Le militantisme industriel a également alimenté des questions politiques comme la guerre du Vietnam, les droits des femmes et les droits des autochtones. L’un des meilleurs exemples en est la Fédération des ouvriers du bâtiment, un syndicat de gauche qui a utilisé sa puissance industrielle pendant le boom de la construction dans les années 1960 pour lancer des grèves sur des questions sociales, notamment les droits fonciers et pour soutenir le Black Power. mouvement à Redfern.

Un événement qui montre la rencontre de ces trois éléments – la gauche étudiante, les militants aborigènes radicalisés et le mouvement ouvrier – survient en juillet 1972 : le Moratoire pour les droits des Noirs. Cette manifestation a été organisée par les militants du Black Power à Redfern, qui ont mobilisé environ 5 000 personnes ; cela a conduit les ouvriers du bâtiment, les peintres, les dockers et les quais à quitter leur travail pour la journée pour soutenir le rassemblement, qui avait une plate-forme de gauche audacieuse de soutien aux droits fonciers, au Black Power et à une lutte radicale contre le racisme.

Le rapprochement de la gauche étudiante, des militants du Black Power et de l’aile gauche du mouvement ouvrier était important car il révélait que les limites de la vieille gauche stalinienne ne signifiaient pas nécessairement abandonner l’idée selon laquelle la classe ouvrière était la classe ouvrière. agent du changement social – même si cela signifiait que la gauche socialiste devrait clarifier ce que cela signifiait.

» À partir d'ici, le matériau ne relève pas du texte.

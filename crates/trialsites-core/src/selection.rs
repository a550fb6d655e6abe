// crates/trialsites-core/src/selection.rs
use crate::common::{ALL_STATES, CANADA, OTHER_COUNTRIES, UNITED_STATES};
use crate::model::GeographyNode;
use std::fmt;

/// `true` for the two countries with their own selector entry.
pub(crate) fn is_north_american(country: &str) -> bool {
    country == UNITED_STATES || country == CANADA
}

/// Country selector value.
#[derive(Clone, Debug, PartialEq, Eq, Hash)]
pub enum CountryFilter {
    /// Every country except the United States and Canada.
    Other,
    Named(String),
}

impl CountryFilter {
    pub fn united_states() -> Self {
        CountryFilter::Named(UNITED_STATES.to_owned())
    }

    pub fn as_str(&self) -> &str {
        match self {
            CountryFilter::Other => OTHER_COUNTRIES,
            CountryFilter::Named(name) => name,
        }
    }

    pub fn is_united_states(&self) -> bool {
        self.as_str() == UNITED_STATES
    }
}

impl From<&str> for CountryFilter {
    fn from(value: &str) -> Self {
        if value == OTHER_COUNTRIES {
            CountryFilter::Other
        } else {
            CountryFilter::Named(value.to_owned())
        }
    }
}

impl fmt::Display for CountryFilter {
    fn fmt(&self, f: &mut fmt::Formatter<'_>) -> fmt::Result {
        f.write_str(self.as_str())
    }
}

/// State selector value; only meaningful while the United States is selected.
#[derive(Clone, Debug, Default, PartialEq, Eq, Hash)]
pub enum StateFilter {
    #[default]
    All,
    Named(String),
}

impl StateFilter {
    pub fn as_str(&self) -> &str {
        match self {
            StateFilter::All => ALL_STATES,
            StateFilter::Named(abbr) => abbr,
        }
    }
}

impl From<&str> for StateFilter {
    /// `"all"` and the empty string both mean every state.
    fn from(value: &str) -> Self {
        if value.is_empty() || value == ALL_STATES {
            StateFilter::All
        } else {
            StateFilter::Named(value.to_owned())
        }
    }
}

impl fmt::Display for StateFilter {
    fn fmt(&self, f: &mut fmt::Formatter<'_>) -> fmt::Result {
        f.write_str(self.as_str())
    }
}

/// The user's country/state pick for the full hierarchy.
#[derive(Clone, Debug, PartialEq, Eq)]
pub struct Selection {
    country: CountryFilter,
    state: StateFilter,
}

impl Default for Selection {
    fn default() -> Self {
        Self {
            country: CountryFilter::united_states(),
            state: StateFilter::All,
        }
    }
}

impl Selection {
    pub fn new(country: CountryFilter, state: StateFilter) -> Self {
        let mut selection = Self {
            country: CountryFilter::Other,
            state,
        };
        selection.set_country(country);
        selection
    }

    pub fn country(&self) -> &CountryFilter {
        &self.country
    }

    pub fn state(&self) -> &StateFilter {
        &self.state
    }

    /// Selecting any country other than the United States resets the state
    /// to [`StateFilter::All`].
    pub fn set_country(&mut self, country: CountryFilter) {
        if !country.is_united_states() {
            self.state = StateFilter::All;
        }
        self.country = country;
    }

    pub fn set_state(&mut self, state: StateFilter) {
        self.state = state;
    }
}

/// Projects the master hierarchy onto `selection`.
///
/// - `Other`: every country node except the United States and Canada.
/// - a named country: that country's node.
/// - the United States with a named state: that state's node only.
pub fn select(master: &[GeographyNode], selection: &Selection) -> Vec<GeographyNode> {
    let countries = master.iter().filter_map(GeographyNode::as_country);

    match (selection.country(), selection.state()) {
        (CountryFilter::Other, _) => countries
            .filter(|c| !is_north_american(&c.country))
            .cloned()
            .map(GeographyNode::Country)
            .collect(),
        (CountryFilter::Named(name), StateFilter::Named(abbr)) if name == UNITED_STATES => countries
            .filter(|c| c.country == *name)
            .flat_map(|c| c.states())
            .filter(|s| s.state == *abbr)
            .cloned()
            .map(GeographyNode::State)
            .collect(),
        (CountryFilter::Named(name), _) => countries
            .filter(|c| c.country == *name)
            .cloned()
            .map(GeographyNode::Country)
            .collect(),
    }
}

#[cfg(test)]
mod tests {
    use super::*;
    use crate::hierarchy::assemble_all;
    use crate::index::build_geography_index;
    use crate::model::{RecruitmentStatus, SiteRecord};
    use crate::states::UsStateNames;

    fn master() -> Vec<GeographyNode> {
        let site = |name: &str, country: &str, region: &str, city: &str| {
            SiteRecord::new(name, RecruitmentStatus::Active)
                .in_country(country)
                .in_state(region)
                .in_city(city)
        };
        let sites = vec![
            site("us1", UNITED_STATES, "MD", "Bethesda"),
            site("us2", UNITED_STATES, "VA", "Richmond"),
            site("ca1", CANADA, "ON", "Toronto"),
            site("fr1", "France", "", "Paris"),
            site("jp1", "Japan", "", "Tokyo"),
        ];
        let index = build_geography_index(&sites, &UsStateNames);
        assemble_all(&sites, &index)
    }

    fn names(nodes: &[GeographyNode]) -> Vec<&str> {
        nodes.iter().map(GeographyNode::name).collect()
    }

    #[test]
    fn default_selection_is_united_states() {
        let shown = select(&master(), &Selection::default());
        assert_eq!(names(&shown), vec![UNITED_STATES]);
    }

    #[test]
    fn other_excludes_north_america() {
        let selection = Selection::new(CountryFilter::Other, StateFilter::All);
        assert_eq!(names(&select(&master(), &selection)), vec!["France", "Japan"]);
    }

    #[test]
    fn named_country() {
        let selection = Selection::new("Canada".into(), StateFilter::All);
        assert_eq!(names(&select(&master(), &selection)), vec!["Canada"]);
    }

    #[test]
    fn us_state_narrows_to_state_node() {
        let selection = Selection::new(CountryFilter::united_states(), "VA".into());
        let shown = select(&master(), &selection);
        assert_eq!(shown.len(), 1);
        assert!(matches!(&shown[0], GeographyNode::State(s) if s.state == "VA"));
        assert_eq!(shown[0].site_count(), 1);
    }

    #[test]
    fn unknown_state_shows_nothing() {
        let selection = Selection::new(CountryFilter::united_states(), "TX".into());
        assert!(select(&master(), &selection).is_empty());
    }

    #[test]
    fn leaving_united_states_resets_state() {
        let mut selection = Selection::new(CountryFilter::united_states(), "MD".into());
        assert_eq!(selection.state(), &StateFilter::Named("MD".into()));
        selection.set_country(CountryFilter::Other);
        assert_eq!(selection.state(), &StateFilter::All);
        assert_eq!(Selection::new("Japan".into(), "MD".into()).state(), &StateFilter::All);
    }

    #[test]
    fn selector_values_parse() {
        assert_eq!(CountryFilter::from("other"), CountryFilter::Other);
        assert_eq!(StateFilter::from(""), StateFilter::All);
        assert_eq!(StateFilter::from("all"), StateFilter::All);
        assert_eq!(StateFilter::from("MD").to_string(), "MD");
    }
}
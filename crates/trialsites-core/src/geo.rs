// crates/trialsites-core/src/geo.rs
use crate::model::Coordinates;
use crate::traits::RadiusPredicate;

/// Mean Earth radius in statute miles.
pub const EARTH_RADIUS_MILES: f64 = 3958.8;

/// Great-circle distance between two points, in miles.
pub fn haversine_miles(a: Coordinates, b: Coordinates) -> f64 {
    let lat1 = a.lat.to_radians();
    let lat2 = b.lat.to_radians();
    let dlat = (b.lat - a.lat).to_radians();
    let dlon = (b.lon - a.lon).to_radians();

    let h = (dlat / 2.0).sin().powi(2) + lat1.cos() * lat2.cos() * (dlon / 2.0).sin().powi(2);
    2.0 * EARTH_RADIUS_MILES * h.sqrt().min(1.0).asin()
}

/// Default [`RadiusPredicate`]: haversine distance on a spherical Earth.
#[derive(Debug, Clone, Copy, Default)]
pub struct Haversine;

impl RadiusPredicate for Haversine {
    fn is_within_radius(&self, center: Coordinates, point: Coordinates, radius_miles: f64) -> bool {
        haversine_miles(center, point) <= radius_miles
    }
}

Les gens pensent souvent que si vous voulez avoir un mouvement bénéficiant d’un soutien de masse, il doit être politiquement modéré, car c’est la seule manière de rassembler tout le monde. D’un autre côté, si l’on veut quelque chose de vraiment radical, il ne peut s’agir que d’un mouvement d’une petite minorité. Mais la radicalisation des années 1960 et 1970 nous offre un aperçu d’un cadre alternatif pour rassembler le mouvement pour le socialisme et la lutte pour la libération autochtone – un cadre tourné vers le pouvoir des travailleurs, mais mobilisé dans une direction plus à gauche.

La pertinence de cela aujourd’hui est que nous sommes actuellement dans une impasse en ce qui concerne la lutte pour les droits autochtones. Les flics continuent d’assassiner les aborigènes et les insulaires du détroit de Torres, les droits fonciers sont bafoués par les sociétés minières et énergétiques, le Parti libéral mène des campagnes ignobles et racistes contre les droits autochtones, tandis que le Parti travailliste ne propose qu’une reconnaissance symbolique sans changement substantiel.

L’histoire ne se répète pas simplement. Mais en examinant comment les mouvements en faveur du socialisme et des droits autochtones se sont croisés dans le passé, nous pouvons réfléchir de manière créative à la manière dont ils peuvent être reconstruits et prospérer à l’avenir. C’est avec cet espoir que Libération indigène et socialisme était écrit.

Libération indigène et socialisme est disponible à l’achat dans les livres Red Flag.